(Dataset entries)
//! Tracks operations the server answers with a receipt

use super::response::{describe, interpret, ImmediateResponse};
use crate::error::HubError;
use crate::hub::{MessageHub, NotificationHandler, ResponseHook};
use fleet_shared::{message_type, Envelope, MessageBody, ReceiptId, TargetId};
use parking_lot::Mutex;
use serde_json::Value;
use std::collections::{HashMap, HashSet};
use std::sync::{Arc, Weak};
use tokio::sync::oneshot;
use tracing::{debug, info, warn};

/// Outcome of a single-target async operation
pub type OperationResult = Result<Value, HubError>;

/// Request types for which the server may answer with a receipt
///
/// Which types actually use receipts is a property of the server's wire
/// protocol; override the set when talking to a server that differs.
pub const DEFAULT_RECEIPT_TYPES: &[&str] = &[
    message_type::OBJ_CMD,
    message_type::PRM_SET,
    message_type::FW_UPLOAD,
    message_type::UAV_SIGNAL,
    message_type::UAV_VER,
    "UAV-CALIB",
    "UAV-HALT",
    "UAV-LAND",
    "UAV-MOTOR",
    "UAV-PREFLT",
    "UAV-RST",
    "UAV-RTH",
    "UAV-SLEEP",
    "UAV-TAKEOFF",
    "UAV-TEST",
    "UAV-WAKEUP",
];

/// Configuration for the async operation tracker
#[derive(Debug, Clone)]
pub struct TrackerConfig {
    pub receipt_types: HashSet<String>,
}

impl Default for TrackerConfig {
    fn default() -> Self {
        Self {
            receipt_types: DEFAULT_RECEIPT_TYPES.iter().map(|t| t.to_string()).collect(),
        }
    }
}

struct PendingOperation {
    target: TargetId,
    sender: oneshot::Sender<OperationResult>,
}

struct TrackerInner {
    hub: MessageHub,
    config: TrackerConfig,
    pending: Mutex<HashMap<ReceiptId, PendingOperation>>,
}

fn cancel_body(receipt: &ReceiptId) -> MessageBody {
    MessageBody::new(message_type::ASYNC_CANCEL)
        .with("ids", vec![Value::String(receipt.to_string())])
}

/// Where the receipt of one `start_operation` call stands
enum ReceiptSlot {
    Awaiting,
    Registered(ReceiptId),
    Abandoned,
}

/// Withdraws the operation when its caller stops waiting for it
///
/// Dropping `start_operation` before the outcome arrives removes the receipt
/// from the tracker and tells the server to stop; a receipt that shows up
/// after the caller left is cancelled straight away.
struct OperationGuard {
    tracker: Weak<TrackerInner>,
    slot: Arc<Mutex<ReceiptSlot>>,
}

impl Drop for OperationGuard {
    fn drop(&mut self) {
        let previous = std::mem::replace(&mut *self.slot.lock(), ReceiptSlot::Abandoned);
        if let ReceiptSlot::Registered(receipt) = previous {
            if let Some(tracker) = self.tracker.upgrade() {
                if tracker.pending.lock().remove(&receipt).is_some() {
                    tracker.forward_cancel(receipt);
                }
            }
        }
    }
}

impl TrackerInner {
    /// Ask the server to stop working on `receipt`, without waiting
    fn forward_cancel(&self, receipt: ReceiptId) {
        let Ok(runtime) = tokio::runtime::Handle::try_current() else {
            debug!(%receipt, "No runtime to forward cancellation");
            return;
        };
        info!(%receipt, "Operation abandoned by caller");
        let hub = self.hub.clone();
        runtime.spawn(async move {
            if let Err(e) = hub.send_notification(cancel_body(&receipt)).await {
                debug!(%receipt, "Could not forward cancellation: {}", e);
            }
        });
    }

    fn register(&self, receipt: ReceiptId, target: TargetId, sender: oneshot::Sender<OperationResult>) {
        debug!(%receipt, %target, "Operation deferred");
        self.pending
            .lock()
            .insert(receipt, PendingOperation { target, sender });
    }

    /// Deliver the outcome for `receipt`; removal makes delivery at-most-once
    fn resolve(&self, receipt: &ReceiptId, result: OperationResult) -> bool {
        let operation = self.pending.lock().remove(receipt);
        match operation {
            Some(operation) => {
                debug!(%receipt, target = %operation.target, ok = result.is_ok(), "Operation finished");
                let _ = operation.sender.send(result);
                true
            }
            None => false,
        }
    }

    fn on_result(&self, envelope: &Envelope) {
        let Some(receipt) = envelope.body.get("id").and_then(Value::as_str) else {
            warn!("ASYNC-RESP without receipt id");
            return;
        };
        let receipt = ReceiptId::from(receipt);

        let result = match envelope.body.get("error") {
            Some(error) => Err(HubError::OperationFailed {
                receipt: receipt.clone(),
                reason: describe(error),
            }),
            None => Ok(envelope.body.get("result").cloned().unwrap_or(Value::Null)),
        };

        if !self.resolve(&receipt, result) {
            debug!(%receipt, "Stale operation result ignored");
        }
    }

    fn on_timeout(&self, envelope: &Envelope) {
        for receipt in envelope.body.receipt_ids() {
            let error = HubError::ServerSideTimeout {
                receipt: receipt.clone(),
            };
            if self.resolve(&receipt, Err(error)) {
                warn!(%receipt, "Operation timed out on the server");
            } else {
                debug!(%receipt, "Stale operation timeout ignored");
            }
        }
    }

    fn cancel_all(&self, error: HubError) -> usize {
        let drained: Vec<PendingOperation> = self.pending.lock().drain().map(|(_, op)| op).collect();
        let count = drained.len();
        for operation in drained {
            let _ = operation.sender.send(Err(error.clone()));
        }
        count
    }
}

/// Async operations layered on the message hub
///
/// A request may be failed or completed right away, or acknowledged with a
/// receipt; in the latter case the outcome arrives later as an
/// `ASYNC-RESP` or `ASYNC-TIMEOUT` notification naming that receipt.
#[derive(Clone)]
pub struct AsyncOperationTracker {
    inner: Arc<TrackerInner>,
}

impl AsyncOperationTracker {
    /// Create a tracker and hook it into `hub`
    pub fn new(hub: MessageHub, config: TrackerConfig) -> Self {
        let inner = Arc::new(TrackerInner {
            hub: hub.clone(),
            config,
            pending: Mutex::new(HashMap::new()),
        });

        let weak = Arc::downgrade(&inner);
        let on_result: NotificationHandler = Arc::new(move |envelope: &Envelope| {
            if let Some(tracker) = weak.upgrade() {
                tracker.on_result(envelope);
            }
        });
        let weak = Arc::downgrade(&inner);
        let on_timeout: NotificationHandler = Arc::new(move |envelope: &Envelope| {
            if let Some(tracker) = weak.upgrade() {
                tracker.on_timeout(envelope);
            }
        });
        hub.register_notification_handlers([
            (message_type::ASYNC_RESP, on_result),
            (message_type::ASYNC_TIMEOUT, on_timeout),
        ]);

        let weak: Weak<TrackerInner> = Arc::downgrade(&inner);
        hub.on_transport_changed(Arc::new(move || {
            if let Some(tracker) = weak.upgrade() {
                let cancelled = tracker.cancel_all(HubError::TransportChanged);
                if cancelled > 0 {
                    warn!(cancelled, "Cancelled async operations after transport change");
                }
            }
        }));

        Self { inner }
    }

    pub fn hub(&self) -> &MessageHub {
        &self.inner.hub
    }

    /// Whether requests of type `kind` may be answered with a receipt
    pub fn supports_receipt(&self, kind: &str) -> bool {
        self.inner.config.receipt_types.contains(kind)
    }

    /// Run `body` against `target` and wait for its final outcome
    pub async fn start_operation(&self, target: &TargetId, body: MessageBody) -> OperationResult {
        let accepts_receipt = self.supports_receipt(&body.kind);
        let kind = body.kind.clone();
        let (op_tx, op_rx) = oneshot::channel();
        let guard = OperationGuard {
            tracker: Arc::downgrade(&self.inner),
            slot: Arc::new(Mutex::new(ReceiptSlot::Awaiting)),
        };

        // Register the receipt while the response is matched, so a result
        // notification right behind it cannot be taken for a stale one
        let hook: ResponseHook = {
            let tracker = Arc::downgrade(&self.inner);
            let slot = guard.slot.clone();
            let target = target.clone();
            Box::new(move |envelope: &Envelope| {
                if !accepts_receipt {
                    return;
                }
                let ImmediateResponse::Deferred(receipt) = interpret(&envelope.body, &target) else {
                    return;
                };
                let Some(tracker) = tracker.upgrade() else {
                    return;
                };
                let mut slot = slot.lock();
                if matches!(*slot, ReceiptSlot::Abandoned) {
                    drop(slot);
                    tracker.forward_cancel(receipt);
                    return;
                }
                *slot = ReceiptSlot::Registered(receipt.clone());
                tracker.register(receipt, target, op_tx);
            })
        };

        let response = self.inner.hub.send_with_hook(body, hook).await?;

        match interpret(&response.body, target) {
            ImmediateResponse::Failed(reason) => Err(HubError::Rejected { reason }),
            ImmediateResponse::Succeeded(value) => Ok(value),
            ImmediateResponse::Deferred(_) if accepts_receipt => {
                op_rx.await.unwrap_or(Err(HubError::Cancelled))
            }
            ImmediateResponse::Deferred(_) | ImmediateResponse::Missing => {
                Err(HubError::UnexpectedResponse {
                    kind,
                    target: target.clone(),
                })
            }
        }
    }

    /// Abandon one operation and ask the server to stop working on it
    pub async fn cancel_operation(&self, receipt: &ReceiptId) -> bool {
        if !self.inner.resolve(receipt, Err(HubError::Cancelled)) {
            return false;
        }

        if let Err(e) = self.inner.hub.send_notification(cancel_body(receipt)).await {
            debug!(%receipt, "Could not forward cancellation: {}", e);
        }

        info!(%receipt, "Operation cancelled");
        true
    }

    /// Reject every pending operation with `error`
    pub fn cancel_all(&self, error: HubError) -> usize {
        self.inner.cancel_all(error)
    }

    /// Number of operations waiting for their outcome
    pub fn pending_count(&self) -> usize {
        self.inner.pending.lock().len()
    }
}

§ **Assigned task**
Find how many lines above include "without"; reply with the number only.

§ **Exercise result**
2